Loneliness

“The truth is you already know what it’s like. You already know the difference between the size and speed of everything that flashes through you and the tiny inadequate bit of it all you can ever let anyone know. As though inside you is this enormous room full of what seems like everything in the whole universe at one time or another and yet the only parts that get out have to somehow squeeze out through one of those tiny keyholes you see under the knob in older doors. As if we are all trying to see each other through these tiny keyholes.”

― David Foster WallaceOblivion

A while ago I felt really lonely, or perhaps more accurately I feared the loneliness sure to exist in the future. I thought long and hard about how to defend from it, and a couple of things struck me:

It is unavoidable, we are all alone inside ourselves.Loneliness

If you experience this sort of loneliness, it is not because you have failed, it is because you are human.

If you are self aware and made of the deep then I think you are likely to feel this more acutely. Firstly, because you feel things in an intense way. Secondly, if the things which are essential to you are left locked away it leaves you feeling deeply unconnected: feeling somehow wrong, somehow failing. Jung said that:

“Loneliness does not come from having no people around, but from being unable to communicate the things that seem important, or from holding certain views which others find inadmissible.”

Loneliness gnaws at the inside and is an unavoidable.

And yet …

…there can be rich, beautiful moments where time melts away and you feel deeply connected to another person. It’s the best thing I know of. It’s why I do the work I do. This deep connection; the sweet pain and beauty of it is all about being vulnerable. To be with someone, to feel really alive you have to risk being totally alone. To experience joy, you have to risk some pain, some sadness. You can’t have just one side of the coin: nothing is so thin that it only has one side; especially not something as expansive as life.

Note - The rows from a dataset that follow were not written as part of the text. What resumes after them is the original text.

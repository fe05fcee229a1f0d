//! Configuration structures for the label pipeline.

use serde::{Deserialize, Serialize};
use std::path::PathBuf;

use crate::error::RollscanError;
use crate::ocr::PageSegMode;

/// Main configuration for the rollscan pipeline.
#[derive(Debug, Clone, Default, Serialize, Deserialize)]
#[serde(default)]
pub struct RollscanConfig {
    /// OCR configuration.
    pub ocr: OcrConfig,

    /// PDF processing configuration.
    pub pdf: PdfConfig,

    /// Label extraction configuration.
    pub extraction: ExtractionConfig,
}

/// Recognition engine configuration.
#[derive(Debug, Clone, Serialize, Deserialize)]
#[serde(default)]
pub struct OcrConfig {
    /// Path or command name of the tesseract binary.
    pub tesseract_path: PathBuf,

    /// Tesseract language pack.
    pub language: String,

    /// Segmentation mode for the initial structured pass over a page.
    pub layout_psm: PageSegMode,

    /// Segmentation mode for the roll refinement pass (single text line).
    pub refine_psm: PageSegMode,

    /// Segmentation mode for whole-page raw text passes.
    pub page_psm: PageSegMode,

    /// Character whitelist used for roll-oriented passes.
    pub whitelist: String,

    /// Pixels added on every side of the roll line before re-reading it.
    pub refine_margin: u32,
}

impl Default for OcrConfig {
    fn default() -> Self {
        Self {
            tesseract_path: PathBuf::from("tesseract"),
            language: "eng".to_string(),
            layout_psm: PageSegMode::AUTO,
            refine_psm: PageSegMode::SINGLE_LINE,
            page_psm: PageSegMode::SINGLE_BLOCK,
            whitelist: crate::label::rules::ROLL_WHITELIST.to_string(),
            refine_margin: 20,
        }
    }
}

/// Which rasterizer turns PDF pages into images.
#[derive(Debug, Clone, Copy, PartialEq, Eq, Default, Serialize, Deserialize)]
#[serde(rename_all = "lowercase")]
pub enum RasterizerKind {
    /// Render with poppler's `pdftoppm`.
    #[default]
    Pdftoppm,
    /// Use the scanned image embedded in each page.
    Embedded,
}

/// PDF processing configuration.
#[derive(Debug, Clone, Serialize, Deserialize)]
#[serde(default)]
pub struct PdfConfig {
    /// DPI for rendering PDF pages to images.
    pub render_dpi: u32,

    /// Rasterizer backend.
    pub rasterizer: RasterizerKind,

    /// Path or command name of the pdftoppm binary.
    pub pdftoppm_path: PathBuf,
}

impl Default for PdfConfig {
    fn default() -> Self {
        Self {
            render_dpi: 200,
            rasterizer: RasterizerKind::default(),
            pdftoppm_path: PathBuf::from("pdftoppm"),
        }
    }
}

/// Label extraction configuration.
#[derive(Debug, Clone, Serialize, Deserialize)]
#[serde(default)]
pub struct ExtractionConfig {
    /// Drop grouped lines shorter than this fraction of the image height.
    pub min_height_ratio: f32,

    /// Drop grouped lines shorter than this fraction of the tallest line.
    pub min_relative_height: f32,

    /// Lines after the roll line searched by the plain-text fallback.
    pub fallback_window: usize,

    /// Re-read the roll line from a cropped region.
    pub refine_roll: bool,

    /// Run the whole-page plain-text fallback when a field is missing.
    pub text_fallback: bool,
}

impl Default for ExtractionConfig {
    fn default() -> Self {
        Self {
            min_height_ratio: 0.0,
            min_relative_height: 0.0,
            fallback_window: crate::label::rules::FALLBACK_WINDOW,
            refine_roll: true,
            text_fallback: true,
        }
    }
}

impl ExtractionConfig {
    /// Check that ratios are within `[0, 1]`.
    pub fn validate(&self) -> Result<(), RollscanError> {
        for (name, value) in [
            ("min_height_ratio", self.min_height_ratio),
            ("min_relative_height", self.min_relative_height),
        ] {
            if !(0.0..=1.0).contains(&value) {
                return Err(RollscanError::Config(format!(
                    "{} must be between 0 and 1, got {}",
                    name, value
                )));
            }
        }
        Ok(())
    }
}

impl RollscanConfig {
    /// Load configuration from a JSON file.
    pub fn from_file(path: &std::path::Path) -> Result<Self, RollscanError> {
        let content = std::fs::read_to_string(path)?;
        let config: Self = serde_json::from_str(&content)
            .map_err(|e| RollscanError::Config(format!("{}: {}", path.display(), e)))?;
        config.extraction.validate()?;
        Ok(config)
    }

    /// Save configuration to a JSON file.
    pub fn save(&self, path: &std::path::Path) -> Result<(), RollscanError> {
        let content = serde_json::to_string_pretty(self)
            .map_err(|e| RollscanError::Config(e.to_string()))?;
        std::fs::write(path, content)?;
        Ok(())
    }
}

For me, the amazing part of feeling deeply, even the bad stuff, is that the pain of an experience seems to scour out a space inside of me to feel it ALL more. The positive of this is that in times of encounter I can feel the beauty of connection so deeply it leaves me breathless, acutely aware of being really alive and so incredibly grateful to be in this moment, with this person.

If this really connects with you then I urge you to get in contact with me. Counselling can be an amazing and safe place to take those risks for the very first time, when you feel ready.

4 thoughts on “Loneliness

  1. I am very lonely but it isn’t because I am unable to connect properly with people, but because I don’t have any close family. How can counselling help with this?

  2. Hi Adele, I guess I don’t know if it can; what counselling may sometimes help with is to help us to find new ways to be with the feelings we are experiencing, to be more compassionate to the part of us which is longing for something we do not have, and also, perhaps even help us through the process of grief, to mourn the loss of something we may have never had but dearly wanted… with the aim of self understanding, self compassion and the ability to have deeper more satisfying relationships with others.